Theosophy does not express any formal ethical teaching, a situation that generated ambiguity. However, it has expressed and promoted certain values, such as brotherhood and social improvement. During its early years, the Theosophical Society promoted a puritanical attitude toward sexuality, for instance, by encouraging chastity even within marriage.

By 1911, the Theosophical Society was involved in projects connected to a range of progressive political causes. In England, there were strong links between Theosophy and first-wave feminism. Based on a statistical analysis, Dixon noted that prominent English feminists of the period were several hundred times more likely to join the Theosophical Society than the average member of the country's population. Theosophical contingents took part in feminist marches of the period; for instance, a Theosophical group operating under the banner of Universal Co-Freemasonry marched as part of the Women's Coronation Procession in 1911.

===Ritual===
The Theosophical Society did not prescribe specific rituals for adherents to practice. However, ritualized practices have been established by various Theosophical groups; one such group is the Liberal Catholic Church. Another is the meetings of the United Lodge of Theosophists, which has been characterized as having a "quasi-sacred and quasi-liturgical" character.

==Historical development==

The American social situation from which the Theosophical Society emerged was one of great upheaval, and the religious situation was one of challenge to orthodox Christianity. The forces that had surfaced in spiritualism included anticlericalism, anti-institutionalism, eclecticism, social liberalism, and belief in progress and individual effort. Occultism, mediated to America in the form of Mesmerism, Swedenborgianism, Freemasonry, and Rosicrucianism, was present. Recent developments in science led by the 1870s to renewed interest in reconciling science and religion. There was present also a hope that Asian religious ideas could be integrated into a grand religious synthesis.
— — Bruce F. Campbell, 1980

The Theosophical Society was largely the creation of two individuals: Helena Blavatsky and Henry Steel Olcott. Established Christianity in the United States was experiencing challenges in the second half of the nineteenth century, a result of rapid urbanization and industrialization, high rates of immigration, and the growing understanding of evolutionary theory which challenged traditional Christian accounts of history. Various new religious communities were established in different parts of the country, among them the Free Religious Association, New Thought, Christian Science, and Spiritualism. Theosophy would inherit the idea—then popular in the United States—that emphasized the idea of free will and the inevitability of progress, including on a spiritual level.

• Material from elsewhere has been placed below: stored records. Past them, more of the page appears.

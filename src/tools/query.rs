//! Read-only query tool.
//!
//! This module implements `sqlite_run_sql`. The statement must pass the read-only
//! gatekeeper before a connection is opened, and it then runs on a read-only
//! handle, so a data-changing statement that slips past the gatekeeper still fails.

use crate::db::{ConnectionScope, ScopeMode};
use crate::db::executor;
use crate::error::DbResult;
use crate::models::{MAX_ROW_LIMIT, QueryParam, QueryResult, effective_limit};
use crate::tools::format::{OutputFormat, format_as_markdown, format_as_table};
use crate::tools::sql_validator;
use schemars::JsonSchema;
use serde::{Deserialize, Serialize};
use serde_json::Value as JsonValue;
use tracing::info;

fn default_decode_binary() -> bool {
    true
}

/// Input for the run_sql tool.
#[derive(Debug, Clone, Deserialize, JsonSchema)]
pub struct RunSqlInput {
    /// A single SELECT (or WITH ... SELECT) statement. Comments, PRAGMA, ATTACH/DETACH and ';' separators are rejected. Runs on a read-only connection: writes fail, including WITH ... INSERT/UPDATE/DELETE.
    pub query: String,
    /// Positional parameters for `?` placeholders
    #[serde(default)]
    pub params: Vec<QueryParam>,
    /// Maximum rows to return. Default: 100, clamped to 1..=10000
    #[serde(default)]
    pub limit: Option<u32>,
    /// Output format: "json" returns structured data, "table" returns ASCII table, "markdown" returns markdown table
    #[serde(default)]
    pub format: OutputFormat,
    /// If true (default), BLOB values that are valid UTF-8 are returned as text; otherwise base64.
    #[serde(default = "default_decode_binary")]
    pub decode_binary: bool,
}

/// Output from the run_sql tool.
#[derive(Debug, Clone, Serialize, JsonSchema)]
pub struct RunSqlOutput {
    /// Column names in selection order. Empty if format is table/markdown.
    #[serde(skip_serializing_if = "Vec::is_empty")]
    pub columns: Vec<String>,
    /// Result rows as column-name keyed maps. Empty if format is table/markdown.
    #[serde(skip_serializing_if = "Vec::is_empty")]
    pub rows: Vec<serde_json::Map<String, JsonValue>>,
    /// Pre-formatted output when format is table or markdown
    #[serde(skip_serializing_if = "Option::is_none")]
    pub formatted: Option<String>,
    /// True if more rows were available than the limit
    pub truncated: bool,
    /// Number of rows returned
    pub row_count: usize,
    /// Query execution time in milliseconds
    pub execution_time_ms: u64,
    /// Set when the requested limit was adjusted
    #[serde(skip_serializing_if = "Option::is_none")]
    pub warning: Option<String>,
}

impl RunSqlOutput {
    /// Shape a result for the requested format.
    pub fn from_result(result: QueryResult, format: OutputFormat, warning: Option<String>) -> Self {
        let row_count = result.rows.len();
        let truncated = result.truncated;
        let execution_time_ms = result.execution_time_ms;

        let formatted = match format {
            OutputFormat::Json => None,
            OutputFormat::Table => Some(format_as_table(
                &result.columns,
                &result.rows,
                truncated,
                execution_time_ms,
            )),
            OutputFormat::Markdown => Some(format_as_markdown(
                &result.columns,
                &result.rows,
                truncated,
            )),
        };

        let (columns, rows) = if formatted.is_some() {
            (Vec::new(), Vec::new())
        } else {
            (result.columns, result.rows)
        };

        Self {
            columns,
            rows,
            formatted,
            truncated,
            row_count,
            execution_time_ms,
            warning,
        }
    }
}

fn limit_warning(requested: Option<u32>) -> Option<String> {
    match requested {
        Some(0) => Some("Requested limit 0 raised to 1.".to_string()),
        Some(n) if n > MAX_ROW_LIMIT => Some(format!(
            "Requested limit {} exceeds maximum allowed ({}). Results capped to {} rows.",
            n, MAX_ROW_LIMIT, MAX_ROW_LIMIT
        )),
        _ => None,
    }
}

/// Handler for read-only queries.
pub struct QueryToolHandler {
    scope: ConnectionScope,
}

impl QueryToolHandler {
    pub fn new(scope: ConnectionScope) -> Self {
        Self { scope }
    }

    /// Handle the run_sql tool call.
    pub async fn run_sql(&self, input: RunSqlInput) -> DbResult<RunSqlOutput> {
        let sql = sql_validator::validate_read_only(&input.query)?.to_string();
        let limit = effective_limit(input.limit);
        let warning = limit_warning(input.limit);
        let decode_binary = input.decode_binary;
        let params = input.params;

        let result = self
            .scope
            .run_with(ScopeMode::ReadOnly, move |conn| {
                Box::pin(async move {
                    executor::fetch_rows(conn, &sql, &params, limit, decode_binary).await
                })
            })
            .await?;

        info!(
            row_count = result.rows.len(),
            truncated = result.truncated,
            execution_time_ms = result.execution_time_ms,
            "Query executed"
        );

        Ok(RunSqlOutput::from_result(result, input.format, warning))
    }
}

#[cfg(test)]
mod tests {
    use super::*;

    #[test]
    fn test_run_sql_input_defaults() {
        let input: RunSqlInput = serde_json::from_str(r#"{"query": "SELECT 1"}"#).unwrap();
        assert!(input.params.is_empty());
        assert!(input.limit.is_none());
        assert_eq!(input.format, OutputFormat::Json);
        assert!(input.decode_binary);
    }

    #[test]
    fn test_run_sql_input_full() {
        let json = r#"{
            "query": "SELECT * FROM items WHERE price > ?",
            "params": [5.0],
            "limit": 10,
            "format": "markdown",
            "decode_binary": false
        }"#;
        let input: RunSqlInput = serde_json::from_str(json).unwrap();
        assert_eq!(input.params, vec![QueryParam::Float(5.0)]);
        assert_eq!(input.format, OutputFormat::Markdown);
        assert!(!input.decode_binary);
    }

    #[test]
    fn test_limit_warning() {
        assert!(limit_warning(None).is_none());
        assert!(limit_warning(Some(50)).is_none());
        assert!(limit_warning(Some(0)).is_some());
        assert!(limit_warning(Some(20000)).unwrap().contains("10000"));
    }

    #[test]
    fn test_output_table_format_hides_rows() {
        let mut row = serde_json::Map::new();
        row.insert("id".to_string(), JsonValue::Number(1.into()));
        let result = QueryResult {
            columns: vec!["id".to_string()],
            rows: vec![row],
            truncated: false,
            execution_time_ms: 3,
        };

        let output = RunSqlOutput::from_result(result, OutputFormat::Table, None);
        assert!(output.rows.is_empty());
        assert_eq!(output.row_count, 1);
        let json = serde_json::to_string(&output).unwrap();
        assert!(json.contains("\"formatted\""));
        assert!(!json.contains("\"rows\""));
    }
}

It was also influenced by a growing knowledge about Asian religions in the United States.

Prior to her arrival in the United States, Blavatsky had experience with esoteric currents such as Spiritualism.
It was through Spiritualism that Blavatsky and Olcott met.

In 1884, Olcott established the first Scottish lodge, in Edinburgh.

In 1980, Campbell noted that Theosophical books were selling at record levels.

In the United States, Judge had been devoting himself to the promotion of Theosophy with little success.

===Post-Blavatsky===
During her lifetime, Blavatsky had suggested to many different people that they would be her successor. Three of the most prominent candidates—Olcott, Judge, and Besant—all met in London shortly after her death to discuss the situation. Judge said that he too was in contact with the Masters, and that they had provided him with a message instructing him to co-delegate the Society's Esoteric Section with Besant. Olcott, however, suspected that the notes from the Masters which Judge was producing were forged, exacerbating tensions between them. Besant attempted to act as a bridge between the two men, while Judge informed her that the Masters had revealed to him a plot that Olcott was orchestrating to kill her. In 1893, Besant came down on Olcott's side in the argument and backed the internal proceedings that Olcott raised against Judge. A two-stage enquiry took place, which concluded that because the Society took no official stance on whether the Masters existed or not, Judge could not be considered guilty of forgery and would be allowed to retain his position. The details of this trial were leaked to the journalist F. Edmund Garrett, who used them as the basis of his critical book, Isis Very Much Unveiled. Judge then announced that the Masters had informed him that he should take sole control of the Esoteric Section, deposing Besant; she rejected his beliefs. Amid calls from Olcott that Judge should stand down, in April 1895 the American section voted to secede from the main Society. Judge remained its leader, but died within a year.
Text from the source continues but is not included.